答え④ (a)誤, (b)正, (c)誤, (d)正
(a)対流圏の気温の鉛直分布「高度が1km高くなると約6.5℃低下する」はその通りですが・・・
対流の多い対流圏の気温分布が放射収支で決まるのはおかしいですね。
だって対流が多いんだから。
対流の他は、水蒸気の潜熱の影響もあります。
だから(a)の「対流圏の気温の鉛直分布は放射収支によって決まり、気温は平均的に高度が1km高くなると約6.5℃低下する。
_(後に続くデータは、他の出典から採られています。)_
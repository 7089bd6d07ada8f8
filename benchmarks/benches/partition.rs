use benchmarks::synthetic_flights;
use criterion::{criterion_group, criterion_main, BenchmarkId, Criterion};
use std::hint::black_box;

fn bench_split(c: &mut Criterion) {
    for size in [1_000usize, 10_000, 50_000].iter() {
        let Ok(dataset) = synthetic_flights(*size, 7) else {
            continue;
        };
        c.bench_with_input(BenchmarkId::new("split", size), size, |b, _| {
            b.iter(|| black_box(dataset.split(black_box(0.8), 0)));
        });
    }
}

fn bench_k_fold(c: &mut Criterion) {
    let Ok(dataset) = synthetic_flights(10_000, 7) else {
        return;
    };
    for k in [2usize, 5, 10].iter() {
        c.bench_with_input(BenchmarkId::new("k_fold_split", k), k, |b, &k| {
            b.iter(|| black_box(dataset.k_fold_split(black_box(k), 0)));
        });
    }
}

fn bench_fingerprint(c: &mut Criterion) {
    for size in [1_000usize, 10_000].iter() {
        let Ok(dataset) = synthetic_flights(*size, 7) else {
            continue;
        };
        c.bench_with_input(BenchmarkId::new("fingerprint", size), size, |b, _| {
            b.iter(|| black_box(dataset.fingerprint()));
        });
    }
}

criterion_group!(benches, bench_split, bench_k_fold, bench_fingerprint);
criterion_main!(benches);
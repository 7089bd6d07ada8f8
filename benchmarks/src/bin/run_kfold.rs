//! Preprocess the training set and cross-validate the AutoML search over
//! k folds, reporting per-fold and mean metrics.
//!
//! Usage: `run_kfold [config.json]`

use atow::config::PipelineConfig;
use atow::dataset::{Dataset, TARGET};
use atow::error::Result;
use atow::evaluation::{Evaluator, RegressionReport};
use atow::model::{AutoMlModel, Model};
use atow::telemetry::init_logging;
use benchmarks::{time_fn, BenchmarkStats};
use std::process::ExitCode;
use tracing::{error, info};

fn load_config() -> Result<PipelineConfig> {
    match std::env::args().nth(1) {
        Some(path) => PipelineConfig::from_file(path),
        None => Ok(PipelineConfig::default()),
    }
}

fn run(config: &PipelineConfig) -> Result<()> {
    let dataset = Dataset::load_csv(&config.paths.training)?;
    let dataset = config.build_runner()?.run(dataset)?;
    let folds = dataset.k_fold_split(config.split.k_folds, config.split.seed)?;

    let evaluator = Evaluator::detailed();
    let mut reports = Vec::with_capacity(folds.len());
    let mut fold_times = Vec::with_capacity(folds.len());
    for (i, (train, test)) in folds.iter().enumerate() {
        let mut model = AutoMlModel::new(config.model.time_limit(), config.model.preset)
            .with_seed(config.split.seed);
        info!(fold = i + 1, folds = folds.len(), train = train.len(), test = test.len(), "training fold");
        let (trained, elapsed) = time_fn(|| model.train(&train.table));
        trained?;
        fold_times.push(elapsed.as_secs_f64() * 1000.0);

        let predictions = model.predict(&test.table)?;
        let report = evaluator.evaluate(&test.table.dense_f64(TARGET)?, &predictions)?;
        println!("fold {}/{}\n{}", i + 1, folds.len(), report);
        if i + 1 == folds.len() {
            let saved = model.save(&config.paths.output_dir)?;
            info!(path = %saved.display(), "saved last fold predictor");
        }
        reports.push(report);
    }

    if let Some(mean) = RegressionReport::mean_of(&reports) {
        println!("mean over {} folds\n{}", reports.len(), mean);
    }
    if let Some(stats) = BenchmarkStats::from_times(fold_times) {
        println!("training time per fold: {}", stats);
    }
    Ok(())
}

fn main() -> ExitCode {
    let config = match load_config() {
        Ok(config) => config,
        Err(e) => {
            eprintln!("error: {}", e);
            return ExitCode::FAILURE;
        }
    };
    if let Err(e) = init_logging(&config.logging.level, config.logging.json) {
        eprintln!("error: {}", e);
        return ExitCode::FAILURE;
    }
    match run(&config) {
        Ok(()) => ExitCode::SUCCESS,
        Err(e) => {
            error!(error = %e, root_cause = %e.root_cause(), "run failed");
            ExitCode::FAILURE
        }
    }
}
//! Aircraft performance attributes keyed by ICAO type designator.

use crate::dataset::Dataset;
use crate::error::Result;
use crate::preprocessing::cache::content_fingerprint;
use crate::preprocessing::reference::ReferenceTable;
use crate::preprocessing::Preprocessor;
use std::path::PathBuf;

pub const AIRCRAFT_KEY: &str = "aircraft_type";

/// Joins every column of a performance table (such as `mtow`, `mlw`) on
/// `aircraft_type`, prefixing the new columns with `ac_`.
#[derive(Debug, Clone)]
pub struct AircraftPerformancePreprocessor {
    path: PathBuf,
}

impl AircraftPerformancePreprocessor {
    pub fn new(path: impl Into<PathBuf>) -> Self {
        Self { path: path.into() }
    }
}

impl Preprocessor for AircraftPerformancePreprocessor {
    fn name(&self) -> &str {
        "aircraft_performance"
    }

    fn params(&self) -> serde_json::Value {
        serde_json::json!({
            "path": self.path.display().to_string(),
            "content": content_fingerprint(&self.path),
        })
    }

    fn process(&self, mut dataset: Dataset) -> Result<Dataset> {
        let aircraft = ReferenceTable::load(&self.path, AIRCRAFT_KEY)?;
        let fields = aircraft.value_columns();
        aircraft.join_into(&mut dataset.table, AIRCRAFT_KEY, &fields, "ac_", None)?;
        Ok(dataset)
    }
}

#[cfg(test)]
mod tests {
    use super::*;
    use crate::table::{Column, Table};

    #[test]
    fn test_joins_all_performance_columns() {
        let dir = tempfile::tempdir().unwrap();
        let path = dir.path().join("aircraft.csv");
        std::fs::write(&path, "aircraft_type,mtow,mlw\nA320,78000,66000\nB738,79016,66361\n").unwrap();

        let table = Table::from_columns(vec![Column::from_strs(
            "aircraft_type",
            &["B738", "A320", "XXXX"],
        )])
        .unwrap();
        let out = AircraftPerformancePreprocessor::new(&path)
            .process(Dataset::new(table, "flights"))
            .unwrap();

        let mtow = out.table.column("ac_mtow").unwrap().to_f64().unwrap();
        assert_eq!(mtow, vec![Some(79016.0), Some(78000.0), None]);
        assert!(out.table.has_column("ac_mlw"));
        assert!(!out.table.has_column("ac_aircraft_type"));
    }
}
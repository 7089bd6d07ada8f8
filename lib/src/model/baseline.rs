//! Constant predictors: the training mean or median of the target.

use super::Model;
use crate::dataset::TARGET;
use crate::error::{PipelineError, Result};
use crate::table::Table;
use serde::{Deserialize, Serialize};
use serde_json::json;

fn target_values(data: &Table, target: &str) -> Result<Vec<f64>> {
    let values: Vec<f64> = data
        .column(target)?
        .to_f64()?
        .into_iter()
        .flatten()
        .filter(|v| v.is_finite())
        .collect();
    if values.is_empty() {
        return Err(PipelineError::InvalidArgument(format!(
            "column '{}' has no values to train on",
            target
        )));
    }
    Ok(values)
}

fn constant(value: Option<f64>, name: &str, data: &Table) -> Result<Vec<f64>> {
    let value = value.ok_or_else(|| PipelineError::ModelState(format!("{} has not been trained", name)))?;
    Ok(vec![value; data.n_rows()])
}

/// Predicts the mean training target for every row.
#[derive(Debug, Clone, PartialEq, Serialize, Deserialize)]
pub struct AverageModel {
    name: String,
    mean: Option<f64>,
}

impl Default for AverageModel {
    fn default() -> Self {
        Self::new()
    }
}

impl AverageModel {
    pub fn new() -> Self {
        Self {
            name: "AverageModel".to_string(),
            mean: None,
        }
    }

    pub fn with_name(mut self, name: impl Into<String>) -> Self {
        self.name = name.into();
        self
    }
}

impl Model for AverageModel {
    fn name(&self) -> String {
        self.name.clone()
    }

    fn train(&mut self, data: &Table) -> Result<()> {
        let values = target_values(data, TARGET)?;
        self.mean = Some(values.iter().sum::<f64>() / values.len() as f64);
        Ok(())
    }

    fn predict(&self, data: &Table) -> Result<Vec<f64>> {
        constant(self.mean, &self.name, data)
    }

    fn info(&self) -> serde_json::Value {
        json!({ "mean_value": self.mean })
    }
}

/// Predicts the median training target for every row.
#[derive(Debug, Clone, PartialEq, Serialize, Deserialize)]
pub struct MedianModel {
    name: String,
    median: Option<f64>,
}

impl Default for MedianModel {
    fn default() -> Self {
        Self::new()
    }
}

impl MedianModel {
    pub fn new() -> Self {
        Self {
            name: "MedianModel".to_string(),
            median: None,
        }
    }

    pub fn with_name(mut self, name: impl Into<String>) -> Self {
        self.name = name.into();
        self
    }
}

impl Model for MedianModel {
    fn name(&self) -> String {
        self.name.clone()
    }

    fn train(&mut self, data: &Table) -> Result<()> {
        let mut values = target_values(data, TARGET)?;
        values.sort_by(f64::total_cmp);
        let mid = values.len() / 2;
        self.median = Some(if values.len() % 2 == 0 {
            (values[mid - 1] + values[mid]) / 2.0
        } else {
            values[mid]
        });
        Ok(())
    }

    fn predict(&self, data: &Table) -> Result<Vec<f64>> {
        constant(self.median, &self.name, data)
    }

    fn info(&self) -> serde_json::Value {
        json!({ "median_value": self.median })
    }
}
」は誤り。
ここに書いてあるよ「一般気象学(第2版)」 p21
「イラスト図解 よくわかる気象学(第2版)」p28
【オンスク.JP】 「気象予報士講座」第 2 章
(b)対流圏界面の高度対流圏界面は低緯度が一番高く、高緯度に向かって低くなっています。
だから(b)の「対流圏界面の高度は平均的には低緯度で高く、高緯度で低くなっている。」は正しい。
対流圏界面の高さ ここに書いてあるよ「一般気象学(第2版)」 p21
「イラスト図解 よくわかる気象学(第2版)」p28
【オンスク.JP】 「気象予報士講座」第 2 章
(c)乾燥空気の化学組成正しくは約80kmなので中間圏界面付近です。
成層圏圏界面付近は高度50kmくらいだから違いますね。
だから(c)の「乾燥空気の化学組成は成層圏界面までは高度によらずほぼ一定であるが、それにより上空では重力の影響によって分子量の大きい気体と小さい気体の分離が起こるため、高度によって異なる。」は誤り。
ここに書いてあるよ「一般気象学(第2版)」 p24
「イラスト図解 よくわかる気象学(第2版)」p34
【オンスク.JP】 「気象予報士講座」第 2 章
(d)中間圏界面付近の気温中間圏界面付近では、夏半球で上昇流があり、冬半球で下降流があることから・・・
上昇流の夏極で、断熱膨張により気温は下がり下降流の冬極では断熱圧縮により気温は上がり
「夏半球で気温が低く・冬半球で気温が高い」のです。
だから(d)の「1月や7月の中間圏界面付近の気温は、夏極付近が低く、冬極付近の方が高い。」は正しい!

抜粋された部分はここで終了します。